● **Task statement**
Beginning with the first entry, set down each one exactly as shown.

● **Data extracts**

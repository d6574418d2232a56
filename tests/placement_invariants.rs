//! Property-based invariant tests for tooltip placement.
//!
//! 1. The arrow tip sits over the target's horizontal center.
//! 2. The bubble stays within the container's margins.
//! 3. The rendered width never exceeds the preferred width or the container.
//! 4. The side follows the space below the target, unless a hint forces it.
//! 5. The bubble keeps `gap` between itself and the target.
//! 6. A container no wider than its margins is rejected.

use proptest::prelude::*;
use tipkit::{Error, Placer, Rect, Side, Size};

const EPS: f32 = 1e-2;

// ── Helpers ─────────────────────────────────────────────────────────────

fn container_strategy() -> impl Strategy<Value = Size> {
    (50.0f32..1200.0, 100.0f32..2000.0).prop_map(|(w, h)| Size::new(w, h))
}

/// Targets anywhere near the container, including partly or fully outside it.
fn target_strategy() -> impl Strategy<Value = Rect> {
    (-200.0f32..1400.0, -200.0f32..2200.0, 0.0f32..300.0, 0.0f32..200.0)
        .prop_map(|(x, y, w, h)| Rect::from_xywh(x, y, w, h))
}

fn hint_strategy() -> impl Strategy<Value = Option<Side>> {
    prop_oneof![Just(None), Just(Some(Side::Top)), Just(Some(Side::Bottom))]
}

fn placer_strategy() -> impl Strategy<Value = Placer> {
    (0.0f32..20.0, 0.0f32..400.0, 0.0f32..30.0)
        .prop_map(|(margin, threshold, gap)| Placer::new(margin, threshold, gap))
}

// ═════════════════════════════════════════════════════════════════════════
// 1. Arrow over the target
// ═════════════════════════════════════════════════════════════════════════

proptest! {
    #[test]
    fn arrow_tip_over_target_center(
        placer in placer_strategy(),
        container in container_strategy(),
        target in target_strategy(),
        width in 1.0f32..600.0,
    ) {
        let d = placer.resolve(target, container, width, None).unwrap();
        prop_assert!(
            (d.arrow_tip_x() - target.mid_x()).abs() < EPS,
            "arrow tip {} is not over target center {}: {:?}",
            d.arrow_tip_x(), target.mid_x(), d
        );
    }
}

// ═════════════════════════════════════════════════════════════════════════
// 2. Within the margins
// ═════════════════════════════════════════════════════════════════════════

proptest! {
    #[test]
    fn anchor_within_margins(
        placer in placer_strategy(),
        container in container_strategy(),
        target in target_strategy(),
        width in 1.0f32..600.0,
    ) {
        let d = placer.resolve(target, container, width, None).unwrap();
        prop_assert!(d.anchor_x >= placer.margin - EPS, "{:?} left of margin", d);
        prop_assert!(
            d.anchor_x + d.effective_width <= container.width - placer.margin + EPS,
            "{:?} right of margin in {:?}", d, container
        );
    }
}

// ═════════════════════════════════════════════════════════════════════════
// 3. Width
// ═════════════════════════════════════════════════════════════════════════

proptest! {
    #[test]
    fn width_fits(
        placer in placer_strategy(),
        container in container_strategy(),
        target in target_strategy(),
        width in 1.0f32..600.0,
    ) {
        let d = placer.resolve(target, container, width, None).unwrap();
        prop_assert!(d.effective_width > 0.0);
        prop_assert!(d.effective_width <= width);
        prop_assert!(d.effective_width <= container.width - placer.margin * 2.0 + EPS);
        if width <= container.width - placer.margin * 2.0 {
            prop_assert_eq!(d.effective_width, width);
        }
    }
}

// ═════════════════════════════════════════════════════════════════════════
// 4. Side
// ═════════════════════════════════════════════════════════════════════════

proptest! {
    #[test]
    fn side_follows_space_below(
        placer in placer_strategy(),
        container in container_strategy(),
        target in target_strategy(),
        hint in hint_strategy(),
    ) {
        let d = placer.resolve(target, container, 350.0, hint).unwrap();
        match hint {
            Some(side) => prop_assert_eq!(d.side, side),
            None => {
                let below = container.height - target.max_y() > placer.side_threshold;
                prop_assert_eq!(d.renders_below(), below);
                prop_assert_eq!(d.side == Side::Top, below);
            }
        }
    }
}

// ═════════════════════════════════════════════════════════════════════════
// 5. Gap
// ═════════════════════════════════════════════════════════════════════════

proptest! {
    #[test]
    fn gap_between_target_and_bubble(
        placer in placer_strategy(),
        container in container_strategy(),
        target in target_strategy(),
        height in 1.0f32..500.0,
        hint in hint_strategy(),
    ) {
        let d = placer.resolve(target, container, 350.0, hint).unwrap();
        let body = d.body_rect(placer.finalize_vertical(&d, height, target), height);
        prop_assert!((body.height() - height).abs() < EPS);
        let gap = match d.side {
            Side::Top => body.min_y() - target.max_y(),
            Side::Bottom => target.min_y() - body.max_y(),
        };
        prop_assert!((gap - placer.gap).abs() < EPS, "gap {} for {:?}", gap, d);
    }
}

// ═════════════════════════════════════════════════════════════════════════
// 6. Invalid layout
// ═════════════════════════════════════════════════════════════════════════

proptest! {
    #[test]
    fn narrow_container_rejected(
        margin in 1.0f32..50.0,
        fraction in 0.0f32..=1.0,
        target in target_strategy(),
    ) {
        let placer = Placer::new(margin, 200.0, 10.0);
        let container = Size::new(margin * 2.0 * fraction, 800.0);
        let err = placer.resolve(target, container, 350.0, None).unwrap_err();
        let is_invalid_layout = matches!(err, Error::InvalidLayout { .. });
        prop_assert!(is_invalid_layout);
    }
}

● **Response**
repository d6574418d2232a56
filename tests/placement_invariants.rs
//! Property-based invariant tests for tooltip placement.
//!
//! 1. The arrow tip sits over the target's horizontal center.
//! 2. The bubble stays within the container's margins.
//! 3. The rendered width never exceeds the preferred width or the container.
//! 4. The side follows the space below the target, unless a hint forces it.
//! 5. The bubble keeps `gap` between itself and the target.
//! 6. A container no wider than its margins is rejected.

use proptest::prelude::*;
use tipkit::{Error, Placer, Rect, Side, Size};

const EPS: f32 = 1e-2;

// ── Helpers ─────────────────────────────────────────────────────────────

fn container_strategy() -> impl Strategy<Value = Size> {
    (50.0f32..1200.0, 100.0f32..2000.0).prop_map(|(w, h)| Size::new(w, h))
}

/// Targets anywhere near the container, including partly or fully outside it.
fn target_strategy() -> impl Strategy<Value = Rect> {
    (-200.0f32..1400.0, -200.0f32..2200.0, 0.0f32..300.0, 0.0f32..200.0)
        .prop_map(|(x, y, w, h)| Rect::from_xywh(x, y, w, h))
}

fn hint_strategy() -> impl Strategy<Value = Option<Side>> {
    prop_oneof![Just(None), Just(Some(Side::Top)), Just(Some(Side::Bottom))]
}

fn placer_strategy() -> impl Strategy<Value = Placer> {
    (0.0f32..20.0, 0.0f32..400.0, 0.0f32..30.0)
        .prop_map(|(margin, threshold, gap)| Placer::new(margin, threshold, gap))
}

// ═════════════════════════════════════════════════════════════════════════
// 1. Arrow over the target
// ═════════════════════════════════════════════════════════════════════════

proptest! {
    #[test]
    fn arrow_tip_over_target_center(
        placer in placer_strategy(),
        container in container_strategy(),
        target in target_strategy(),
        width in 1.0f32..600.0,
    ) {
        let d = placer.resolve(target, container, width, None).unwrap();
        prop_assert!(
            (d.arrow_tip_x() - target.mid_x()).abs() < EPS,
            "arrow tip {} is not over target center {}: {:?}",
            d.arrow_tip_x(), target.mid_x(), d
        );
    }
}

// ═════════════════════════════════════════════════════════════════════════
// 2. Within the margins
// ═════════════════════════════════════════════════════════════════════════

proptest! {
    #[test]
    fn anchor_within_margins(
        placer in placer_strategy(),
        container in container_strategy(),
        target in target_strategy(),
        width in 1.0f32..600.0,
    ) {
        let d = placer.resolve(target, container, width, None).unwrap();
        prop_assert!(d.anchor_x >= placer.margin - EPS, "{:?} left of margin", d);
        prop_assert!(
            d.anchor_x + d.effective_width <= container.width - placer.margin + EPS,
            "{:?} right of margin in {:?}", d, container
        );
    }
}

// ═════════════════════════════════════════════════════════════════════════
// 3. Width
// ═════════════════════════════════════════════════════════════════════════

proptest! {
    #[test]
    fn width_fits(
        placer in placer_strategy(),
        container in container_strategy(),
        target in target_strategy(),
        width in 1.0f32..600.0,
    ) {
        let d = placer.resolve(target, container, width, None).unwrap();
        prop_assert!(d.effective_width > 0.0);
        prop_assert!(d.effective_width <= width);
        prop_assert!(d.effective_width <= container.width - placer.margin * 2.0 + EPS);
        if width <= container.width - placer.margin * 2.0 {
            prop_assert_eq!(d.effective_width, width);
        }
    }
}

// ═════════════════════════════════════════════════════════════════════════
// 4. Side
// ═════════════════════════════════════════════════════════════════════════

proptest! {
    #[test]
    fn side_follows_space_below(
        placer in placer_strategy(),
        container in container_strategy(),
        target in target_strategy(),
        hint in hint_strategy(),
    ) {
        let d = placer.resolve(target, container, 350.0, hint).unwrap();
        match hint {
            Some(side) => prop_assert_eq!(d.side, side),
            None => {
                let below = container.height - target.max_y() > placer.side_threshold;
                prop_assert_eq!(d.renders_below(), below);
                prop_assert_eq!(d.side == Side::Top, below);
            }
        }
    }
}

// ═════════════════════════════════════════════════════════════════════════
// 5. Gap
// ═════════════════════════════════════════════════════════════════════════

proptest! {
    #[test]
    fn gap_between_target_and_bubble(
        placer in placer_strategy(),
        container in container_strategy(),
        target in target_strategy(),
        height in 1.0f32..500.0,
        hint in hint_strategy(),
    ) {
        let d = placer.resolve(target, container, 350.0, hint).unwrap();
        let body = d.body_rect(placer.finalize_vertical(&d, height, target), height);
        prop_assert!((body.height() - height).abs() < EPS);
        let gap = match d.side {
            Side::Top => body.min_y() - target.max_y(),
            Side::Bottom => target.min_y() - body.max_y(),
        };
        prop_assert!((gap - placer.gap).abs() < EPS, "gap {} for {:?}", gap, d);
    }
}

// ═════════════════════════════════════════════════════════════════════════
// 6. Invalid layout
// ═════════════════════════════════════════════════════════════════════════

proptest! {
    #[test]
    fn narrow_container_rejected(
        margin in 1.0f32..50.0,
        fraction in 0.0f32..=1.0,
        target in target_strategy(),
    ) {
        let placer = Placer::new(margin, 200.0, 10.0);
        let container = Size::new(margin * 2.0 * fraction, 800.0);
        let err = placer.resolve(target, container, 350.0, None).unwrap_err();
        let is_invalid_layout = matches!(err, Error::InvalidLayout { .. });
        prop_assert!(is_invalid_layout);
    }
}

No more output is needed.